Data records Start Marker
//! Provable chain state, laid out like an Ethereum state trie.

use std::sync::Arc;

use alloy::primitives::{Address, B256, Bytes, U256, keccak256};
use eth_trie::{EMPTY_ROOT, EthTrie as PatriciaTrie, MemoryDB, Trie, TrieError};
use rlp::{Decodable, DecoderError, Encodable, Rlp, RlpStream};

use crate::{
    error::{GatewayError, Result},
    proof::{AccountProof, StorageProof},
};

/// keccak256 of empty code.
pub const KECCAK_EMPTY: B256 =
    alloy::primitives::b256!("c5d2460186f7233c927e7db2dcc703c0e500b653ca82273b7bfad8045d85a470");

#[derive(Debug, Clone, PartialEq, Eq)]
pub struct Account {
    pub nonce: u64,
    pub balance: u128,
    pub storage_root: B256,
    pub code_hash: B256,
}

impl Default for Account {
    fn default() -> Self {
        Account {
            nonce: 0,
            balance: 0,
            storage_root: EMPTY_ROOT,
            code_hash: KECCAK_EMPTY,
        }
    }
}

impl Encodable for Account {
    fn rlp_append(&self, s: &mut RlpStream) {
        s.begin_list(4);
        s.append(&self.nonce);
        s.append(&self.balance);
        s.append(&self.storage_root.as_slice());
        s.append(&self.code_hash.as_slice());
    }
}

impl Decodable for Account {
    fn decode(rlp: &Rlp) -> Result<Self, DecoderError> {
        if rlp.item_count()? != 4 {
            return Err(DecoderError::RlpIncorrectListLen);
        }
        Ok(Account {
            nonce: rlp.val_at(0)?,
            balance: rlp.val_at(1)?,
            storage_root: decode_hash(&rlp.at(2)?)?,
            code_hash: decode_hash(&rlp.at(3)?)?,
        })
    }
}

fn decode_hash(rlp: &Rlp) -> Result<B256, DecoderError> {
    let data = rlp.data()?;
    if data.len() != 32 {
        return Err(DecoderError::RlpInvalidLength);
    }
    Ok(B256::from_slice(data))
}

/// Storage words are stored as the RLP of their minimal big-endian encoding. Zero words are not stored.
pub(crate) fn encode_word(value: U256) -> Vec<u8> {
    rlp::encode(&value.to_be_bytes_trimmed_vec()).to_vec()
}

pub(crate) fn decode_word(raw: &[u8]) -> Result<U256, DecoderError> {
    let bytes: Vec<u8> = rlp::decode(raw)?;
    U256::try_from_be_slice(&bytes).ok_or(DecoderError::RlpIsTooBig)
}

#[derive(Clone)]
pub struct State {
    db: Arc<MemoryDB>,
    accounts: PatriciaTrie<MemoryDB>,
}

impl Default for State {
    fn default() -> Self {
        Self::new()
    }
}

impl State {
    pub fn new() -> Self {
        let db = Arc::new(MemoryDB::new());
        State {
            db: db.clone(),
            accounts: PatriciaTrie::new(db),
        }
    }

    /// The state as of `root_hash`, which must have been committed through this state's database.
    pub fn at_root(&self, root_hash: B256) -> Self {
        State {
            db: self.db.clone(),
            accounts: self.accounts.at_root(root_hash),
        }
    }

    pub fn root_hash(&mut self) -> Result<B256> {
        Ok(self.accounts.root_hash()?)
    }

    /// Canonical method to obtain trie key for an account node
    fn account_key(address: Address) -> B256 {
        keccak256(address)
    }

    /// Canonical method to obtain trie key for a storage slot, within the account's storage trie
    fn storage_key(slot: B256) -> B256 {
        keccak256(slot)
    }

    /// Returns an empty account if one didn't exist yet.
    pub fn get_account(&self, address: Address) -> Result<Account> {
        match self.accounts.get(Self::account_key(address).as_slice())? {
            Some(bytes) => Ok(rlp::decode(&bytes).map_err(TrieError::from)?),
            None => Ok(Account::default()),
        }
    }

    pub fn save_account(&mut self, address: Address, account: &Account) -> Result<()> {
        Ok(self
            .accounts
            .insert(Self::account_key(address).as_slice(), &rlp::encode(account))?)
    }

    fn get_account_trie(&self, account: &Account) -> PatriciaTrie<MemoryDB> {
        PatriciaTrie::new(self.db.clone()).at_root(account.storage_root)
    }

    pub fn get_account_storage(&self, address: Address, slot: B256) -> Result<U256> {
        let account = self.get_account(address)?;
        let trie = self.get_account_trie(&account);
        match trie.get(Self::storage_key(slot).as_slice())? {
            Some(raw) => Ok(decode_word(&raw).map_err(TrieError::from)?),
            // empty storage location
            None => Ok(U256::ZERO),
        }
    }

    pub fn set_account_storage(&mut self, address: Address, slot: B256, value: U256) -> Result<()> {
        let mut account = self.get_account(address)?;
        let mut trie = self.get_account_trie(&account);
        let key = Self::storage_key(slot);
        if value.is_zero() {
            trie.remove(key.as_slice())?;
        } else {
            trie.insert(key.as_slice(), &encode_word(value))?;
        }
        account.storage_root = trie.root_hash()?;
        self.save_account(address, &account)
    }

    pub fn get_native_balance(&self, address: Address) -> Result<u128> {
        Ok(self.get_account(address)?.balance)
    }

    pub fn set_native_balance(&mut self, address: Address, balance: u128) -> Result<()> {
        let mut account = self.get_account(address)?;
        account.balance = balance;
        self.save_account(address, &account)
    }

    pub fn transfer_native(&mut self, from: Address, to: Address, amount: u128) -> Result<()> {
        let available = self.get_native_balance(from)?;
        let remaining = available
            .checked_sub(amount)
            .ok_or(GatewayError::InsufficientBalance {
                needed: amount,
                available,
            })?;
        self.set_native_balance(from, remaining)?;
        let credited = self
            .get_native_balance(to)?
            .checked_add(amount)
            .ok_or(GatewayError::InvalidAmount("balance overflow"))?;
        self.set_native_balance(to, credited)
    }

    /// Builds an `eth_getProof` style proof of the account and the given storage slots. The trie is committed first,
    /// so the proof is against the current root.
    pub fn get_proof(
        &self,
        address: Address,
        slots: &[B256],
        block_number: u64,
    ) -> Result<AccountProof> {
        let account_key = Self::account_key(address);
        let encoded_account = self
            .accounts
            .get(account_key.as_slice())?
            .unwrap_or_default();
        let account_proof = self.accounts.get_proof(account_key.as_slice())?;

        let account = self.get_account(address)?;
        let storage = self.get_account_trie(&account);
        let storage_proof = slots
            .iter()
            .map(|slot| {
                let key = Self::storage_key(*slot);
                let value = match storage.get(key.as_slice())? {
                    Some(raw) => decode_word(&raw).map_err(TrieError::from)?,
                    None => U256::ZERO,
                };
                Ok(StorageProof {
                    key: *slot,
                    value,
                    proof: into_bytes(storage.get_proof(key.as_slice())?),
                })
            })
            .collect::<Result<Vec<_>>>()?;

        Ok(AccountProof {
            address,
            block_number,
            encoded_account: encoded_account.into(),
            account_proof: into_bytes(account_proof),
            storage_hash: account.storage_root,
            storage_proof,
        })
    }
}

fn into_bytes(nodes: Vec<Vec<u8>>) -> Vec<Bytes> {
    nodes.into_iter().map(Bytes::from).collect()
}
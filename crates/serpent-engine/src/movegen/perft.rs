//! Perft (performance test) for move generator validation.
//!
//! Perft counts the leaf nodes of the legal move tree at a given depth.
//! The counts for well-known positions are published, so any mismatch
//! points at a generator bug.

use super::legal_moves;
use crate::Position;

/// Counts the number of leaf nodes at the given depth.
pub fn perft(position: &Position, depth: u32) -> u64 {
    if depth == 0 {
        return 1;
    }

    let moves = legal_moves(position);

    if depth == 1 {
        return moves.len() as u64;
    }

    moves
        .iter()
        .map(|m| perft(&position.apply(*m), depth - 1))
        .sum()
}

/// Perft split by root move, sorted by the move's UCI text.
///
/// Comparing each root move's count against a reference engine narrows a
/// mismatch down to a single subtree.
pub fn perft_divide(position: &Position, depth: u32) -> Vec<(String, u64)> {
    let moves = legal_moves(position);
    let mut results: Vec<(String, u64)> = moves
        .iter()
        .map(|m| {
            let nodes = perft(&position.apply(*m), depth.saturating_sub(1));
            (m.to_uci(), nodes)
        })
        .collect();

    results.sort_by(|a, b| a.0.cmp(&b.0));
    results
}
//! Core types for chess.
//!
//! This crate provides the fundamental types shared by the move generator and
//! its front ends:
//! - [`Piece`] and [`Color`] for piece representation
//! - [`Square`], [`File`], and [`Rank`] for board coordinates (a8 = 0, h1 = 63)
//! - [`Move`] and [`MoveFlag`] for generated moves
//! - [`Setup`], the structured description a position is built from
//! - FEN parsing and serialization

mod castling;
mod color;
mod fen;
mod mov;
mod piece;
mod setup;
mod square;

pub use castling::{CastleSide, CastlingRights};
pub use color::Color;
pub use fen::{FenError, STARTPOS};
pub use mov::{Move, MoveFlag};
pub use piece::Piece;
pub use setup::{Setup, SquareContent};
pub use square::{File, Rank, Square, SquareError};
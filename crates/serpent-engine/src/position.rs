//! Chess position representation.

use serpent_core::{
    CastleSide, CastlingRights, Color, FenError, Move, MoveFlag, Piece, Setup, Square,
    SquareContent,
};

use crate::Bitboard;

/// Complete position state.
///
/// Twelve piece masks (one per color and piece kind), the per-color and total
/// occupancy derived from them, and a square-indexed piece array kept in
/// lockstep with the masks. Every constructor goes through
/// [`Position::from_setup`] or [`Position::apply`], so the masks and the
/// array never diverge.
#[derive(Debug, Clone, PartialEq, Eq)]
pub struct Position {
    /// Piece masks indexed by `[color][piece]`.
    pieces: [[Bitboard; 6]; 2],

    /// Union of each color's piece masks.
    colors: [Bitboard; 2],

    /// Union of both colors.
    occupied: Bitboard,

    board: [SquareContent; 64],

    side_to_move: Color,

    castling: CastlingRights,

    /// En passant target square (if any).
    en_passant: Option<Square>,

    /// Halfmove clock for 50-move rule.
    halfmove_clock: u32,

    /// Fullmove number (starts at 1, increments after Black's move).
    fullmove_number: u32,
}

impl Position {
    /// Creates an empty position.
    pub fn empty() -> Self {
        Self::from_setup(&Setup::empty())
    }

    /// Creates the standard starting position.
    pub fn startpos() -> Self {
        Self::from_setup(&Setup::startpos())
    }

    /// Creates a position from a FEN string.
    pub fn from_fen(fen: &str) -> Result<Self, FenError> {
        Ok(Self::from_setup(&Setup::from_fen(fen)?))
    }

    /// Builds the bitboards from a structured description.
    pub fn from_setup(setup: &Setup) -> Self {
        let mut position = Position {
            pieces: [[Bitboard::EMPTY; 6]; 2],
            colors: [Bitboard::EMPTY; 2],
            occupied: Bitboard::EMPTY,
            board: [None; 64],
            side_to_move: setup.side_to_move,
            castling: setup.castling,
            en_passant: setup.en_passant,
            halfmove_clock: setup.halfmove_clock,
            fullmove_number: setup.fullmove_number,
        };

        for sq in Square::all() {
            if let Some((piece, color)) = setup.piece_at(sq) {
                position.put(sq, piece, color);
            }
        }

        position
    }

    /// Reads the position back into a structured description.
    pub fn to_setup(&self) -> Setup {
        Setup {
            placement: self.board,
            side_to_move: self.side_to_move,
            castling: self.castling,
            en_passant: self.en_passant,
            halfmove_clock: self.halfmove_clock,
            fullmove_number: self.fullmove_number,
        }
    }

    /// Converts the position to a FEN string.
    pub fn to_fen(&self) -> String {
        self.to_setup().to_fen()
    }

    fn put(&mut self, sq: Square, piece: Piece, color: Color) {
        self.pieces[color.index()][piece.index()].set(sq);
        self.colors[color.index()].set(sq);
        self.occupied.set(sq);
        self.board[sq.index() as usize] = Some((piece, color));
    }

    /// Empties `sq`, returning what stood there.
    fn remove(&mut self, sq: Square) -> SquareContent {
        let content = self.board[sq.index() as usize].take();
        if let Some((piece, color)) = content {
            self.pieces[color.index()][piece.index()].clear(sq);
            self.colors[color.index()].clear(sq);
            self.occupied.clear(sq);
        }
        content
    }

    /// Returns the piece and color at the given square, if any.
    #[inline]
    pub fn piece_at(&self, sq: Square) -> SquareContent {
        self.board[sq.index() as usize]
    }

    /// The square-indexed piece array, a8 first.
    #[inline]
    pub fn board(&self) -> &[SquareContent; 64] {
        &self.board
    }

    #[inline]
    pub fn side_to_move(&self) -> Color {
        self.side_to_move
    }

    #[inline]
    pub fn castling(&self) -> CastlingRights {
        self.castling
    }

    #[inline]
    pub fn en_passant(&self) -> Option<Square> {
        self.en_passant
    }

    #[inline]
    pub fn halfmove_clock(&self) -> u32 {
        self.halfmove_clock
    }

    #[inline]
    pub fn fullmove_number(&self) -> u32 {
        self.fullmove_number
    }

    /// Returns a bitboard of all occupied squares.
    #[inline]
    pub fn occupied(&self) -> Bitboard {
        self.occupied
    }

    /// Returns a bitboard of all empty squares.
    #[inline]
    pub fn empty_squares(&self) -> Bitboard {
        !self.occupied
    }

    /// Returns a bitboard of every piece of the given color.
    #[inline]
    pub fn color_occupancy(&self, color: Color) -> Bitboard {
        self.colors[color.index()]
    }

    /// Returns a bitboard of pieces of the given type and color.
    #[inline]
    pub fn pieces_of(&self, piece: Piece, color: Color) -> Bitboard {
        self.pieces[color.index()][piece.index()]
    }

    /// Square of the king of `color`, if there is one.
    #[inline]
    pub fn king_square(&self, color: Color) -> Option<Square> {
        self.pieces_of(Piece::King, color).lsb()
    }

    /// Plays `m` and returns the resulting position; `self` is untouched.
    ///
    /// `m` must have been generated for this position. Captured pieces
    /// (including an en passant victim) are removed, a castling rook is
    /// relocated, promotions replace the pawn, castling rights and the en
    /// passant target are updated.
    ///
    /// The mover's colour is that of the piece on `m.from()`, not
    /// `side_to_move`, so a move generated for the side not on move is played
    /// by that side. The turn then passes to the mover's opponent.
    pub fn apply(&self, m: Move) -> Position {
        let mut next = self.clone();
        let us = self
            .piece_at(m.from())
            .map_or(self.side_to_move, |(_, color)| color);
        let them = us.opposite();
        let from = m.from();
        let to = m.to();

        next.remove(from);
        next.remove(to);

        if m.is_en_passant() {
            // The captured pawn sits beside the mover, on the rank it came from.
            let victim = Square::new(to.file(), from.rank());
            next.remove(victim);
        }

        let placed = m.promotion().unwrap_or(m.piece());
        next.put(to, placed, us);

        if let Some((rook_from, rook_to)) = castle_rook_squares(m.flag(), us) {
            next.remove(rook_from);
            next.put(rook_to, Piece::Rook, us);
        }

        if m.piece() == Piece::King {
            next.castling.remove_color(us);
        }
        for (corner, color, side) in ROOK_CORNERS {
            if from == corner || to == corner {
                next.castling.remove(color, side);
            }
        }

        next.en_passant = m.en_passant_square();

        if m.piece() == Piece::Pawn || m.is_capture() {
            next.halfmove_clock = 0;
        } else {
            next.halfmove_clock += 1;
        }
        if us == Color::Black {
            next.fullmove_number += 1;
        }
        next.side_to_move = them;

        next
    }
}
//! Board square representation.

use std::fmt;
use thiserror::Error;

/// Error returned when a raw index does not name a square.
#[derive(Debug, Clone, Copy, Error, PartialEq, Eq)]
pub enum SquareError {
    #[error("invalid square index {0}: expected 0..=63")]
    InvalidSquare(u8),
}

/// A file (column) on the chess board, from A to H.
#[derive(Debug, Clone, Copy, PartialEq, Eq, Hash)]
#[repr(u8)]
pub enum File {
    A,
    B,
    C,
    D,
    E,
    F,
    G,
    H,
}

impl File {
    const BY_INDEX: [File; 8] = [
        File::A,
        File::B,
        File::C,
        File::D,
        File::E,
        File::F,
        File::G,
        File::H,
    ];

    /// Parses a lowercase file letter.
    #[inline]
    pub const fn from_char(c: char) -> Option<Self> {
        match c {
            'a'..='h' => Some(File::BY_INDEX[(c as u8 - b'a') as usize]),
            _ => None,
        }
    }

    /// Column index, a = 0.
    #[inline]
    pub const fn index(self) -> u8 {
        self as u8
    }

    #[inline]
    pub const fn to_char(self) -> char {
        (b'a' + self as u8) as char
    }
}

/// A rank (row) on the chess board, from 1 to 8.
#[derive(Debug, Clone, Copy, PartialEq, Eq, Hash)]
#[repr(u8)]
pub enum Rank {
    R1,
    R2,
    R3,
    R4,
    R5,
    R6,
    R7,
    R8,
}

impl Rank {
    /// Rank 1 first.
    pub const ALL: [Rank; 8] = [
        Rank::R1,
        Rank::R2,
        Rank::R3,
        Rank::R4,
        Rank::R5,
        Rank::R6,
        Rank::R7,
        Rank::R8,
    ];

    #[inline]
    pub const fn from_char(c: char) -> Option<Self> {
        match c {
            '1'..='8' => Some(Rank::ALL[(c as u8 - b'1') as usize]),
            _ => None,
        }
    }

    /// Row index counted from rank 1 (rank 1 = 0).
    #[inline]
    pub const fn index(self) -> u8 {
        self as u8
    }

    /// Row index counted from rank 8, which is how squares are numbered.
    #[inline]
    pub const fn from_top(self) -> u8 {
        7 - self as u8
    }

    #[inline]
    pub const fn to_char(self) -> char {
        (b'1' + self as u8) as char
    }
}

/// A square on the chess board, indexed 0-63.
///
/// Squares are indexed rank-major from the top-left corner, the way a board
/// diagram is read:
/// - a8 = 0, b8 = 1, ..., h8 = 7
/// - a7 = 8, ..., a1 = 56, ..., h1 = 63
///
/// Moving one rank toward rank 8 subtracts 8 from the index; moving one file
/// toward the h-file adds 1.
#[derive(Clone, Copy, PartialEq, Eq, PartialOrd, Ord, Hash)]
pub struct Square(u8);

impl Square {
    /// Creates a square from file and rank.
    #[inline]
    pub const fn new(file: File, rank: Rank) -> Self {
        Square(rank.from_top() * 8 + file.index())
    }

    /// Creates a square from index (0-63).
    #[inline]
    pub const fn from_index(index: u8) -> Option<Self> {
        if index < 64 {
            Some(Square(index))
        } else {
            None
        }
    }

    /// Parses a square from algebraic notation (e.g., "e4").
    pub const fn from_algebraic(s: &str) -> Option<Self> {
        let bytes = s.as_bytes();
        if bytes.len() != 2 {
            return None;
        }
        let file = match File::from_char(bytes[0] as char) {
            Some(f) => f,
            None => return None,
        };
        let rank = match Rank::from_char(bytes[1] as char) {
            Some(r) => r,
            None => return None,
        };
        Some(Square::new(file, rank))
    }

    /// Iterates over all 64 squares in index order (a8 first).
    pub fn all() -> impl Iterator<Item = Square> {
        (0..64).map(Square)
    }

    /// Returns the index (0-63).
    #[inline]
    pub const fn index(self) -> u8 {
        self.0
    }

    /// Returns the file of this square.
    #[inline]
    pub const fn file(self) -> File {
        File::BY_INDEX[(self.0 % 8) as usize]
    }

    /// Returns the rank of this square.
    #[inline]
    pub const fn rank(self) -> Rank {
        Rank::ALL[(7 - self.0 / 8) as usize]
    }

    /// Returns the algebraic notation for this square.
    pub fn to_algebraic(self) -> String {
        let mut text = String::with_capacity(2);
        text.push(self.file().to_char());
        text.push(self.rank().to_char());
        text
    }

    /// Returns a bitboard with only this square set.
    #[inline]
    pub const fn bitboard(self) -> u64 {
        1u64 << self.0
    }

    pub const A8: Square = Square(0);
    pub const B8: Square = Square(1);
    pub const C8: Square = Square(2);
    pub const D8: Square = Square(3);
    pub const E8: Square = Square(4);
    pub const F8: Square = Square(5);
    pub const G8: Square = Square(6);
    pub const H8: Square = Square(7);
    pub const A1: Square = Square(56);
    pub const B1: Square = Square(57);
    pub const C1: Square = Square(58);
    pub const D1: Square = Square(59);
    pub const E1: Square = Square(60);
    pub const F1: Square = Square(61);
    pub const G1: Square = Square(62);
    pub const H1: Square = Square(63);
}

impl TryFrom<u8> for Square {
    type Error = SquareError;

    fn try_from(index: u8) -> Result<Self, Self::Error> {
        Square::from_index(index).ok_or(SquareError::InvalidSquare(index))
    }
}

impl fmt::Debug for Square {
    fn fmt(&self, f: &mut fmt::Formatter<'_>) -> fmt::Result {
        write!(f, "Square({})", self.to_algebraic())
    }
}

impl fmt::Display for Square {
    fn fmt(&self, f: &mut fmt::Formatter<'_>) -> fmt::Result {
        write!(f, "{}", self.to_algebraic())
    }
}
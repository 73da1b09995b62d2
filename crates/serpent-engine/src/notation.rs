//! Short human-readable move text.
//!
//! A reduced algebraic form: no check marks and no disambiguation. Castling
//! is written as the king move it is (`Kg1`), not `O-O`.

use serpent_core::{Move, Piece};

/// Formats a move for display.
///
/// | move                 | text    |
/// |----------------------|---------|
/// | quiet pawn push      | `e4`    |
/// | pawn capture         | `exd5`  |
/// | piece move           | `Nf3`   |
/// | piece capture        | `Nxe5`  |
/// | promotion            | `e8=Q`  |
/// | capturing promotion  | `dxe8=Q`|
pub fn to_notation(m: &Move) -> String {
    let mut text = String::with_capacity(7);

    if m.piece() == Piece::Pawn {
        if m.is_capture() {
            text.push(m.from().file().to_char());
            text.push('x');
        }
    } else {
        text.push(m.piece().letter());
        if m.is_capture() {
            text.push('x');
        }
    }

    text.push_str(&m.to().to_algebraic());

    if let Some(piece) = m.promotion() {
        text.push('=');
        text.push(piece.letter());
    }

    text
}
//! Structured position description.

use crate::{CastlingRights, Color, Piece, Square};

/// Contents of a single square.
pub type SquareContent = Option<(Piece, Color)>;

/// Everything needed to build a position: one slot per square, the side to
/// move, castling rights, the en passant target and the move clocks.
///
/// A square holds at most one piece by construction. Produced by the FEN
/// parser or assembled directly with the builder methods.
#[derive(Debug, Clone, PartialEq, Eq)]
pub struct Setup {
    /// Square-indexed placement, a8 first.
    pub placement: [SquareContent; 64],
    pub side_to_move: Color,
    pub castling: CastlingRights,
    pub en_passant: Option<Square>,
    /// Halfmove clock for the 50-move rule.
    pub halfmove_clock: u32,
    pub fullmove_number: u32,
}

impl Setup {
    /// An empty board, white to move, no castling rights.
    pub const fn empty() -> Self {
        Setup {
            placement: [None; 64],
            side_to_move: Color::White,
            castling: CastlingRights::NONE,
            en_passant: None,
            halfmove_clock: 0,
            fullmove_number: 1,
        }
    }

    /// The standard starting position.
    pub fn startpos() -> Self {
        Self::from_fen(crate::fen::STARTPOS).expect("STARTPOS is valid")
    }

    /// Places a piece, replacing whatever stood on the square.
    pub fn with_piece(mut self, sq: Square, piece: Piece, color: Color) -> Self {
        self.placement[sq.index() as usize] = Some((piece, color));
        self
    }

    pub fn with_side_to_move(mut self, color: Color) -> Self {
        self.side_to_move = color;
        self
    }

    pub fn with_castling(mut self, castling: CastlingRights) -> Self {
        self.castling = castling;
        self
    }

    pub fn with_en_passant(mut self, sq: Option<Square>) -> Self {
        self.en_passant = sq;
        self
    }

    /// Returns what stands on `sq`.
    #[inline]
    pub fn piece_at(&self, sq: Square) -> SquareContent {
        self.placement[sq.index() as usize]
    }
}

impl Default for Setup {
    fn default() -> Self {
        Self::empty()
    }
}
Data records End Marker
What you are asked to do: Copy each line containing the word "against" from the data.

Your response:
    /// so the proof is against the current root.
/// Comparing each root move's count against a reference engine narrows a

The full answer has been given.